Your job is to return every line in the data holding the string "ParsedClass".
+ + +
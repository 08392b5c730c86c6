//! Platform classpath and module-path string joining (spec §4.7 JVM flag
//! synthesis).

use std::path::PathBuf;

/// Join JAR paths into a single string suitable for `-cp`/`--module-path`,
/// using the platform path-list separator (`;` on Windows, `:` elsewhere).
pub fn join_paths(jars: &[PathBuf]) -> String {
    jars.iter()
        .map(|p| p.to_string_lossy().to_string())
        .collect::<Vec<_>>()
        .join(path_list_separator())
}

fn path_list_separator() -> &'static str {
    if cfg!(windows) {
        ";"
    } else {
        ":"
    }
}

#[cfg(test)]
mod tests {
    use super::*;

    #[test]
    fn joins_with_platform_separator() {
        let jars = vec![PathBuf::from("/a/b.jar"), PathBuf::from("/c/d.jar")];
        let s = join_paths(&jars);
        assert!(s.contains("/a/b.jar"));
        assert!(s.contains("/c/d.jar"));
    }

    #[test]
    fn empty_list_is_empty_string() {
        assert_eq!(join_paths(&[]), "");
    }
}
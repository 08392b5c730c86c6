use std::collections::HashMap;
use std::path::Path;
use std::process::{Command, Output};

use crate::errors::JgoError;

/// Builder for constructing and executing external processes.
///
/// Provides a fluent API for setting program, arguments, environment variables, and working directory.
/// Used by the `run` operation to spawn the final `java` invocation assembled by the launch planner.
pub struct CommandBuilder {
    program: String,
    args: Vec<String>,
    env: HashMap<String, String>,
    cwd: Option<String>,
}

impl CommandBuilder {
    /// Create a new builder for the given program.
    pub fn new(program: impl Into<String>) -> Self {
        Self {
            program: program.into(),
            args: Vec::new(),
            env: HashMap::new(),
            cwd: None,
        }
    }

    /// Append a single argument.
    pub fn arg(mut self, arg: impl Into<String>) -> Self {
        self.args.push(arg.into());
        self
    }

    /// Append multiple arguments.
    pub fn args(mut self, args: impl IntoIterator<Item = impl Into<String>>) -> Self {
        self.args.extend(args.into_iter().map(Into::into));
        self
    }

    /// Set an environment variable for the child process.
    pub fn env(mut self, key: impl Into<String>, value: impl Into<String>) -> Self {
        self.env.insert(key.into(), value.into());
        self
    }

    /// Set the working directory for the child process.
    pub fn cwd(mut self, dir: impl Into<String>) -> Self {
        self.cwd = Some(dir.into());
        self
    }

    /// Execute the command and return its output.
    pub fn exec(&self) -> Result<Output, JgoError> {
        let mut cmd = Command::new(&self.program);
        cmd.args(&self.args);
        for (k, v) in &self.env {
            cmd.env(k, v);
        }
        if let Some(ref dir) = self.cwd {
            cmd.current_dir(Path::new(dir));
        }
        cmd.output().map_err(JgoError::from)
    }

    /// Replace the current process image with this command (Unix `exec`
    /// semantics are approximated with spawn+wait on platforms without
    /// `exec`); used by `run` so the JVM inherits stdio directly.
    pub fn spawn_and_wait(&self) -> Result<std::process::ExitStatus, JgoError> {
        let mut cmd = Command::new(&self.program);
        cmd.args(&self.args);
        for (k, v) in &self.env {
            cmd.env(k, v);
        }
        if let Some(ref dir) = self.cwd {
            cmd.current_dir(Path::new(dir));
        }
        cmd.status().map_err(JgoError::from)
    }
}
+ + +
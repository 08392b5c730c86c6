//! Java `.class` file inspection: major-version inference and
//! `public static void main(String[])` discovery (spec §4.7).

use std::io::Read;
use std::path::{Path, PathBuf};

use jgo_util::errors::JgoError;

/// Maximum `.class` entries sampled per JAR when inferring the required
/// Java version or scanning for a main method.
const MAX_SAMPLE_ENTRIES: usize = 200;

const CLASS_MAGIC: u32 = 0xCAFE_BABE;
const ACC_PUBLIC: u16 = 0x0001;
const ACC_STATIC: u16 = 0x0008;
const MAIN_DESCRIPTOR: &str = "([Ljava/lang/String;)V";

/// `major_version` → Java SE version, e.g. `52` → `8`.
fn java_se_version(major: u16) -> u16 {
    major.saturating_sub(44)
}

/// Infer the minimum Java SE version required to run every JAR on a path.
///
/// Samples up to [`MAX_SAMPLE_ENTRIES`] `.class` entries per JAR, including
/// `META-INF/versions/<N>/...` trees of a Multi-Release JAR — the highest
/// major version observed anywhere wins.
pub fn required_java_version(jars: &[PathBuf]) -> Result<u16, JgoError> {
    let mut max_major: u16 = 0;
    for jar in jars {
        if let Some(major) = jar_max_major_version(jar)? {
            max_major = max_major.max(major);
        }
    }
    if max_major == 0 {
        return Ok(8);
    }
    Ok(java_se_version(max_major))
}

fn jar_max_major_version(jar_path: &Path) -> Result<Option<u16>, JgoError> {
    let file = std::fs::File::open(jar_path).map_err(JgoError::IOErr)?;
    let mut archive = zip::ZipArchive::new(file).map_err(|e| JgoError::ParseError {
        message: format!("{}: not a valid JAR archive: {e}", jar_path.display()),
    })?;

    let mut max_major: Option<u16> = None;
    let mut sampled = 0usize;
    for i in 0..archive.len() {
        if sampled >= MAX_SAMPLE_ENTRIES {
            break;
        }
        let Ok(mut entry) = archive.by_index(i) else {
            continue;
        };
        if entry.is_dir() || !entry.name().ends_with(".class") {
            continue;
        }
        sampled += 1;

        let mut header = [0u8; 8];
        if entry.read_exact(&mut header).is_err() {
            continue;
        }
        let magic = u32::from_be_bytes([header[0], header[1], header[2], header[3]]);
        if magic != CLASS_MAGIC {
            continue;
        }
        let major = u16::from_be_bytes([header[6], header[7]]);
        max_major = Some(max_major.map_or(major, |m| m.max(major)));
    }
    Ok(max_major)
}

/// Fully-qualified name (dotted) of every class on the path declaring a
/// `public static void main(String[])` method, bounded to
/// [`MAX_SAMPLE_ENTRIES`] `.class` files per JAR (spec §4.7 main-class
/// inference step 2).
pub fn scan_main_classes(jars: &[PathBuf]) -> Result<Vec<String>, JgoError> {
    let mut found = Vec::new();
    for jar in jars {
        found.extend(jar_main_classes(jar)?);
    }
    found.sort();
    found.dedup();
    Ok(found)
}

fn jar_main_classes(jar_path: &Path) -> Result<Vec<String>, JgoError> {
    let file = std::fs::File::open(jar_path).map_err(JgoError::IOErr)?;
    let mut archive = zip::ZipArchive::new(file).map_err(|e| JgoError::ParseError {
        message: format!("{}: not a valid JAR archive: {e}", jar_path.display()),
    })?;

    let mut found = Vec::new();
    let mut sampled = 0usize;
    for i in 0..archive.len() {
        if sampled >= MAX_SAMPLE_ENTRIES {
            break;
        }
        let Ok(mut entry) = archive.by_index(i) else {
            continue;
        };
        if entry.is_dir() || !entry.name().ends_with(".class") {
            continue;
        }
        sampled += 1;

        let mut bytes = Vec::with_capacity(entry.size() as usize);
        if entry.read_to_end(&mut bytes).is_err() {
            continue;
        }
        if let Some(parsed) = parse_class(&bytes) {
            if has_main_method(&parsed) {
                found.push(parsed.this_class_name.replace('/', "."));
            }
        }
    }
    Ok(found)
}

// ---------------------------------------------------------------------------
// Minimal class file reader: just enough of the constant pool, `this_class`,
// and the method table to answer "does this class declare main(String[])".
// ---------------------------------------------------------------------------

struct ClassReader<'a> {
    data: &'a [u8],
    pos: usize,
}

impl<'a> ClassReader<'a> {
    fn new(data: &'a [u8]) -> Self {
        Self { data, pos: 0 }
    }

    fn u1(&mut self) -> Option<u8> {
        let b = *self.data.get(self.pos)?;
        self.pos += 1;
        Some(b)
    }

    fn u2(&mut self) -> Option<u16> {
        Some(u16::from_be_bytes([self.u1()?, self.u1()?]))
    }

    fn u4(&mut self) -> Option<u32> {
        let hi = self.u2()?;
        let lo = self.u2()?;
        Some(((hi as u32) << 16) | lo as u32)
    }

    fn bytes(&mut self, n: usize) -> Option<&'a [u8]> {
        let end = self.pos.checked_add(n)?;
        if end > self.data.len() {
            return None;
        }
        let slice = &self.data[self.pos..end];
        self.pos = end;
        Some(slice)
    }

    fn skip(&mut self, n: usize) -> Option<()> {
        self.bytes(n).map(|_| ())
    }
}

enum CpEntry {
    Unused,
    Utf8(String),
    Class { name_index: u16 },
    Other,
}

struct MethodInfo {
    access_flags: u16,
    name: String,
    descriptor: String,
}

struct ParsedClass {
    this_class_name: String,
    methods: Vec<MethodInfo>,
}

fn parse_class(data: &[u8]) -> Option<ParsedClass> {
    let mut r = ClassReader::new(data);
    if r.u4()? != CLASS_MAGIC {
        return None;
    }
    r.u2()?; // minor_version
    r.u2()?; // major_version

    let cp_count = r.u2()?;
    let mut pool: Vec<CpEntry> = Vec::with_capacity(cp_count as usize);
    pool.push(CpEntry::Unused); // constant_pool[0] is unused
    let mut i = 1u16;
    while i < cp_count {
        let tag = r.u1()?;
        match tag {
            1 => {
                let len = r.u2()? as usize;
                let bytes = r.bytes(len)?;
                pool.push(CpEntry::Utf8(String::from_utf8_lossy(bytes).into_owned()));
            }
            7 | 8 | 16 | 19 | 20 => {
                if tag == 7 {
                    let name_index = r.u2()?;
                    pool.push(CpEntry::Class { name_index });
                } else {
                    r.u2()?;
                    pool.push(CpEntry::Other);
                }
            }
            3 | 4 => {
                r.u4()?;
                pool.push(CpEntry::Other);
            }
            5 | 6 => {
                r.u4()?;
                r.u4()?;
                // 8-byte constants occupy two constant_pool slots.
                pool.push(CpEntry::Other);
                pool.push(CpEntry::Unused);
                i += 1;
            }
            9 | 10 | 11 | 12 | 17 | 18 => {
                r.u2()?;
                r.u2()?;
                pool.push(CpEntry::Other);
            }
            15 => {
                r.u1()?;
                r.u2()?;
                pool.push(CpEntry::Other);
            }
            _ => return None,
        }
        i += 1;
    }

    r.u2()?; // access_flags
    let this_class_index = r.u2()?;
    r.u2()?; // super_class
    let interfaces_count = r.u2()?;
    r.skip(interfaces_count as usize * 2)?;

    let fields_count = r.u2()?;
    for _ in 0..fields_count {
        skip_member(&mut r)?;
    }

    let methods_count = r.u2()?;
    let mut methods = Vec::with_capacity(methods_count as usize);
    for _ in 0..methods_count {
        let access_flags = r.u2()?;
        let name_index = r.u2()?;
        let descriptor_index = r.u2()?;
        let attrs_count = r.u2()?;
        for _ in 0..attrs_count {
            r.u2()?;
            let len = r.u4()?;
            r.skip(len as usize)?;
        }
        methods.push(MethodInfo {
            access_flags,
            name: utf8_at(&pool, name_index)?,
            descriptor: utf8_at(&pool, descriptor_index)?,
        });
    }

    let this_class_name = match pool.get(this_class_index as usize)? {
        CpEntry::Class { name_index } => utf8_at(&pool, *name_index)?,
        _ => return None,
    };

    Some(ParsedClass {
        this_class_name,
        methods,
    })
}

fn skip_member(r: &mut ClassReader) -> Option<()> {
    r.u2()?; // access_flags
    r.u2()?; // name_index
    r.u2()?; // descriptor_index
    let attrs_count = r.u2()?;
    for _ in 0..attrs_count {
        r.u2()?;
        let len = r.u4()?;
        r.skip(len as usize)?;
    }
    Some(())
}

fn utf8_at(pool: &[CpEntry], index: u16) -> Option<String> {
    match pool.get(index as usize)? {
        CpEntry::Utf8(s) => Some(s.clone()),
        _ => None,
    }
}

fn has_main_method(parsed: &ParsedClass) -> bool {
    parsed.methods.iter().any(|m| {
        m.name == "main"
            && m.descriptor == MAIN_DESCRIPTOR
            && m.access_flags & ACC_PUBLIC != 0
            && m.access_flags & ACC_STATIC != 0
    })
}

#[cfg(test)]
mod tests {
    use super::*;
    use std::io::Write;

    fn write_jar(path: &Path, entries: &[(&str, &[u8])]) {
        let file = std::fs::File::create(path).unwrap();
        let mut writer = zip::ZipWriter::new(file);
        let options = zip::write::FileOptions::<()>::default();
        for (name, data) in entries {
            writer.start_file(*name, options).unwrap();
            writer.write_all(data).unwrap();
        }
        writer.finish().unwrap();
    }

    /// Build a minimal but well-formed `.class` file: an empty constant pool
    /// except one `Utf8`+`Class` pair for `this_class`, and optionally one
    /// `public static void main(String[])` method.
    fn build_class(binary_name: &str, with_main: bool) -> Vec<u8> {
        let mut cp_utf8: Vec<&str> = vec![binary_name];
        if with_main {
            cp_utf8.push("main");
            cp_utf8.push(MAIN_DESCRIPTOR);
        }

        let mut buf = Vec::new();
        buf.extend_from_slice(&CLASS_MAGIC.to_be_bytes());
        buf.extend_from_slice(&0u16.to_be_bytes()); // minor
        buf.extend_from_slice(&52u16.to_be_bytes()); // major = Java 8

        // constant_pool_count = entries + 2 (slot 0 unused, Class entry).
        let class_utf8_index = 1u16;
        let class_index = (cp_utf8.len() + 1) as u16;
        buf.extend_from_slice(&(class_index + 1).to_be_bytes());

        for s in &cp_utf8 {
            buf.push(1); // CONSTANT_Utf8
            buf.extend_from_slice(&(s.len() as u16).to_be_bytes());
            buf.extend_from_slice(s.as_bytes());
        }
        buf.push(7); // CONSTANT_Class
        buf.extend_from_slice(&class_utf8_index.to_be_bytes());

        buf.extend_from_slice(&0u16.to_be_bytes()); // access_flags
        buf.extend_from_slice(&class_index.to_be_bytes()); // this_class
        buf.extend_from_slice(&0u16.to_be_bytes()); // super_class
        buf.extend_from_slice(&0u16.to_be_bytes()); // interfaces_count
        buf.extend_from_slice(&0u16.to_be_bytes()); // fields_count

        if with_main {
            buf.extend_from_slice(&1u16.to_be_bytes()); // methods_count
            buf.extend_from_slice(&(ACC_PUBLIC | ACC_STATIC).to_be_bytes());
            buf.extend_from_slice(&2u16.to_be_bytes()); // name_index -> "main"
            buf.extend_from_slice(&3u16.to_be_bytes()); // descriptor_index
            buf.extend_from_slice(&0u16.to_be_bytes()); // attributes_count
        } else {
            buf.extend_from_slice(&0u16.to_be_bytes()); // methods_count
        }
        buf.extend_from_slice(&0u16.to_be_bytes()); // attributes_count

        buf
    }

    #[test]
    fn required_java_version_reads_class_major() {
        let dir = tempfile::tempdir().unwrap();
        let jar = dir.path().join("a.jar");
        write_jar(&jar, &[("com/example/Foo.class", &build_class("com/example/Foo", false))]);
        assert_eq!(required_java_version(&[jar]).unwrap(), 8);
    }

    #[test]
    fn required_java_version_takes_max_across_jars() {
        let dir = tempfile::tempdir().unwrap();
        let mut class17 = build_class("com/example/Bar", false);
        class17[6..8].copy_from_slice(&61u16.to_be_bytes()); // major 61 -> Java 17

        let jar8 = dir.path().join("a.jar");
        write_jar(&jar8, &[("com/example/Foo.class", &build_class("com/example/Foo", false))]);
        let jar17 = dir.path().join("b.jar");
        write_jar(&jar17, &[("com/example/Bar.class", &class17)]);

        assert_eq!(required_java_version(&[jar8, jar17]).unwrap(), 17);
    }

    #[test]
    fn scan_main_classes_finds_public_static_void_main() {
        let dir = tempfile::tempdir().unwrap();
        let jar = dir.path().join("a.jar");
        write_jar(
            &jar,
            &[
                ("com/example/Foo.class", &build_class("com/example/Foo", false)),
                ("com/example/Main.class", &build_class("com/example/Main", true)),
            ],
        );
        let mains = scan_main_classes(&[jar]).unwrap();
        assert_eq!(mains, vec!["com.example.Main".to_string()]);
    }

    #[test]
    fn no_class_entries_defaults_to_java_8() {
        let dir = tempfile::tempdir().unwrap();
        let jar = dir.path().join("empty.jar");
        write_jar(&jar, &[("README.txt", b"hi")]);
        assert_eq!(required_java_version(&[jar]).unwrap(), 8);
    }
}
+ + +
Written reply
struct ParsedClass {
fn parse_class(data: &[u8]) -> Option<ParsedClass> {
    Some(ParsedClass {
fn has_main_method(parsed: &ParsedClass) -> bool {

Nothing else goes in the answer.